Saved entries
——

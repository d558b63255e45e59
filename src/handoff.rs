use std::{
    collections::HashMap,
    fmt,
    sync::{Mutex, MutexGuard, PoisonError},
};

use rust_decimal::Decimal;
use thiserror::Error;
use uuid::Uuid;

use crate::exchange_rate::ExchangeRateSample;

pub type RunId = Uuid;

#[derive(Debug, Clone, Copy, PartialEq, Eq, Hash)]
pub enum HandoffKey {
    ValueRate,
    DatetimeRate,
}

impl HandoffKey {
    pub fn as_str(&self) -> &'static str {
        match self {
            HandoffKey::ValueRate => "value_rate",
            HandoffKey::DatetimeRate => "datetime_rate",
        }
    }
}

impl fmt::Display for HandoffKey {
    fn fmt(&self, f: &mut fmt::Formatter<'_>) -> fmt::Result {
        f.write_str(self.as_str())
    }
}

#[derive(Debug, Clone, Copy, PartialEq)]
pub enum HandoffValue {
    Rate(Decimal),
    Timestamp(i64),
}

#[derive(Debug, Error, PartialEq)]
pub enum HandoffError {
    #[error("run {run}: no value under {key}")]
    Missing { run: RunId, key: HandoffKey },
    #[error("run {run}: {key} was already written")]
    AlreadyWritten { run: RunId, key: HandoffKey },
    #[error("run {run}: {key} holds a value of the wrong kind")]
    Mismatch { run: RunId, key: HandoffKey },
}

/// Per-run key/value channel between the fetch and insert steps.
///
/// Entries are addressed by run id, so overlapping runs never observe each
/// other. Each key is written once per run; reads leave the value in place so
/// a retried insert sees the same data. `discard` drops the run's entries.
#[derive(Debug, Default)]
pub struct HandoffStore {
    entries: Mutex<HashMap<(RunId, HandoffKey), HandoffValue>>,
}

impl HandoffStore {
    pub fn new() -> Self {
        Self::default()
    }

    fn entries(&self) -> MutexGuard<'_, HashMap<(RunId, HandoffKey), HandoffValue>> {
        self.entries.lock().unwrap_or_else(PoisonError::into_inner)
    }

    pub fn push(
        &self,
        run: RunId,
        key: HandoffKey,
        value: HandoffValue,
    ) -> Result<(), HandoffError> {
        let mut entries = self.entries();
        if entries.contains_key(&(run, key)) {
            return Err(HandoffError::AlreadyWritten { run, key });
        }
        entries.insert((run, key), value);
        Ok(())
    }

    pub fn pull(&self, run: RunId, key: HandoffKey) -> Result<HandoffValue, HandoffError> {
        self.entries()
            .get(&(run, key))
            .copied()
            .ok_or(HandoffError::Missing { run, key })
    }

    pub fn push_sample(
        &self,
        run: RunId,
        sample: &ExchangeRateSample,
    ) -> Result<(), HandoffError> {
        self.push(
            run,
            HandoffKey::ValueRate,
            HandoffValue::Rate(sample.rate_value),
        )?;
        self.push(
            run,
            HandoffKey::DatetimeRate,
            HandoffValue::Timestamp(sample.fetched_at_epoch),
        )
    }

    /// Rebuilds the sample of `run`. Currencies come from configuration,
    /// only the fetched values travel through the store.
    pub fn pull_sample(
        &self,
        run: RunId,
        source: &str,
        target: &str,
    ) -> Result<ExchangeRateSample, HandoffError> {
        let key = HandoffKey::DatetimeRate;
        let HandoffValue::Timestamp(fetched_at_epoch) = self.pull(run, key)? else {
            return Err(HandoffError::Mismatch { run, key });
        };

        let key = HandoffKey::ValueRate;
        let HandoffValue::Rate(rate_value) = self.pull(run, key)? else {
            return Err(HandoffError::Mismatch { run, key });
        };

        Ok(ExchangeRateSample {
            fetched_at_epoch,
            source_currency: source.to_string(),
            target_currency: target.to_string(),
            rate_value,
        })
    }

    pub fn discard(&self, run: RunId) {
        self.entries().retain(|(id, _), _| *id != run);
    }

    #[cfg(test)]
    pub fn len(&self) -> usize {
        self.entries().len()
    }
}

#[cfg(test)]
mod tests {
    use std::str::FromStr;

    use super::*;

    fn sample(rate: &str) -> ExchangeRateSample {
        ExchangeRateSample {
            fetched_at_epoch: 1_700_000_000,
            source_currency: "BTC".into(),
            target_currency: "RUB".into(),
            rate_value: Decimal::from_str(rate).unwrap(),
        }
    }

    #[test]
    fn sample_round_trips_within_a_run() {
        let store = HandoffStore::new();
        let run = Uuid::new_v4();
        let written = sample("2500000.50");

        store.push_sample(run, &written).unwrap();

        assert_eq!(store.pull_sample(run, "BTC", "RUB").unwrap(), written);
        // reading does not consume
        assert_eq!(store.pull_sample(run, "BTC", "RUB").unwrap(), written);
    }

    #[test]
    fn pull_before_fetch_is_missing() {
        let store = HandoffStore::new();
        let run = Uuid::new_v4();

        let err = store.pull_sample(run, "BTC", "RUB").unwrap_err();

        assert_eq!(
            err,
            HandoffError::Missing {
                run,
                key: HandoffKey::DatetimeRate
            }
        );
    }

    #[test]
    fn runs_are_isolated() {
        let store = HandoffStore::new();
        let first = Uuid::new_v4();
        let second = Uuid::new_v4();

        store.push_sample(first, &sample("1.5")).unwrap();
        store.push_sample(second, &sample("2.5")).unwrap();

        assert_eq!(
            store.pull_sample(first, "BTC", "RUB").unwrap().rate_value,
            Decimal::from_str("1.5").unwrap()
        );
        assert_eq!(
            store.pull_sample(second, "BTC", "RUB").unwrap().rate_value,
            Decimal::from_str("2.5").unwrap()
        );
        assert!(store.pull(Uuid::new_v4(), HandoffKey::ValueRate).is_err());
    }

    #[test]
    fn keys_are_write_once() {
        let store = HandoffStore::new();
        let run = Uuid::new_v4();
        store
            .push(run, HandoffKey::ValueRate, HandoffValue::Rate(Decimal::ONE))
            .unwrap();

        let err = store
            .push(run, HandoffKey::ValueRate, HandoffValue::Rate(Decimal::TWO))
            .unwrap_err();

        assert_eq!(
            err,
            HandoffError::AlreadyWritten {
                run,
                key: HandoffKey::ValueRate
            }
        );
        assert_eq!(
            store.pull(run, HandoffKey::ValueRate).unwrap(),
            HandoffValue::Rate(Decimal::ONE)
        );
    }

    #[test]
    fn wrong_kind_is_a_mismatch() {
        let store = HandoffStore::new();
        let run = Uuid::new_v4();
        store
            .push(run, HandoffKey::DatetimeRate, HandoffValue::Rate(Decimal::ONE))
            .unwrap();

        let err = store.pull_sample(run, "BTC", "RUB").unwrap_err();

        assert!(matches!(
            err,
            HandoffError::Mismatch {
                key: HandoffKey::DatetimeRate,
                ..
            }
        ));
    }

    #[test]
    fn discard_only_drops_the_given_run() {
        let store = HandoffStore::new();
        let done = Uuid::new_v4();
        let running = Uuid::new_v4();
        store.push_sample(done, &sample("1")).unwrap();
        store.push_sample(running, &sample("2")).unwrap();

        store.discard(done);

        assert_eq!(store.len(), 2);
        assert!(store.pull_sample(done, "BTC", "RUB").is_err());
        assert!(store.pull_sample(running, "BTC", "RUB").is_ok());
    }
}
use std::{net::SocketAddr, sync::Arc};

use actix_web::{App, HttpResponse, HttpServer, Responder, dev::Server, get, web};
use log::{error, info};

use crate::runs::RunHistory;

#[get("/runs")]
async fn runs(history: web::Data<RunHistory>) -> impl Responder {
    HttpResponse::Ok().json(history.snapshot())
}

pub fn configure(cfg: &mut web::ServiceConfig) {
    cfg.service(runs);
}

/// Read-only view of the run history, so failed runs are visible outside the logs.
pub fn serve(addr: SocketAddr, history: Arc<RunHistory>) -> std::io::Result<Server> {
    let data = web::Data::from(history);

    let server = HttpServer::new(move || {
        App::new()
            .app_data(data.clone())
            .configure(configure)
    })
    .workers(1)
    .bind(addr)?
    .run();

    Ok(server)
}

/// Like `serve`, but a bind failure is logged and ingestion carries on without it.
pub fn start(addr: SocketAddr, history: Arc<RunHistory>) -> Option<Server> {
    match serve(addr, history) {
        Ok(server) => {
            info!("Run history available on http://{}/runs", addr);
            Some(server)
        }
        Err(e) => {
            error!("Can't start run history server on {}: {}", addr, e);
            None
        }
    }
}
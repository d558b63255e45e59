use std::{
    collections::VecDeque,
    sync::{Mutex, PoisonError},
};

use chrono::{DateTime, Utc};
use rust_decimal::Decimal;
use serde::Serialize;

use crate::handoff::RunId;

pub const HISTORY_LIMIT: usize = 100;

#[derive(Debug, Clone, Copy, PartialEq, Eq, Serialize)]
#[serde(rename_all = "lowercase")]
pub enum RunState {
    Pending,
    Fetching,
    Inserted,
    Failed,
}

#[derive(Debug, Clone, PartialEq, Serialize)]
pub struct RunRecord {
    pub run_id: RunId,
    pub state: RunState,
    pub started_at: DateTime<Utc>,
    pub finished_at: Option<DateTime<Utc>>,
    pub rate: Option<Decimal>,
    pub error: Option<String>,
}

impl RunRecord {
    pub fn new(run_id: RunId) -> Self {
        RunRecord {
            run_id,
            state: RunState::Pending,
            started_at: Utc::now(),
            finished_at: None,
            rate: None,
            error: None,
        }
    }

    pub fn inserted(&mut self, rate: Decimal) {
        self.state = RunState::Inserted;
        self.rate = Some(rate);
        self.finished_at = Some(Utc::now());
    }

    pub fn failed(&mut self, error: String) {
        self.state = RunState::Failed;
        self.error = Some(error);
        self.finished_at = Some(Utc::now());
    }
}

/// Most recent runs, newest first. Older entries fall off past `HISTORY_LIMIT`.
#[derive(Debug, Default)]
pub struct RunHistory {
    records: Mutex<VecDeque<RunRecord>>,
}

impl RunHistory {
    pub fn new() -> Self {
        Self::default()
    }

    pub fn upsert(&self, record: &RunRecord) {
        let mut records = self
            .records
            .lock()
            .unwrap_or_else(PoisonError::into_inner);

        match records.iter_mut().find(|r| r.run_id == record.run_id) {
            Some(existing) => *existing = record.clone(),
            None => {
                records.push_front(record.clone());
                records.truncate(HISTORY_LIMIT);
            }
        }
    }

    pub fn snapshot(&self) -> Vec<RunRecord> {
        self.records
            .lock()
            .unwrap_or_else(PoisonError::into_inner)
            .iter()
            .cloned()
            .collect()
    }
}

——

Filter the records above for "struct" and copy every matching line.

ANSWER FOR THIS EXERCISE -
pub struct HandoffStore {
pub struct RunRecord {
pub struct RunHistory {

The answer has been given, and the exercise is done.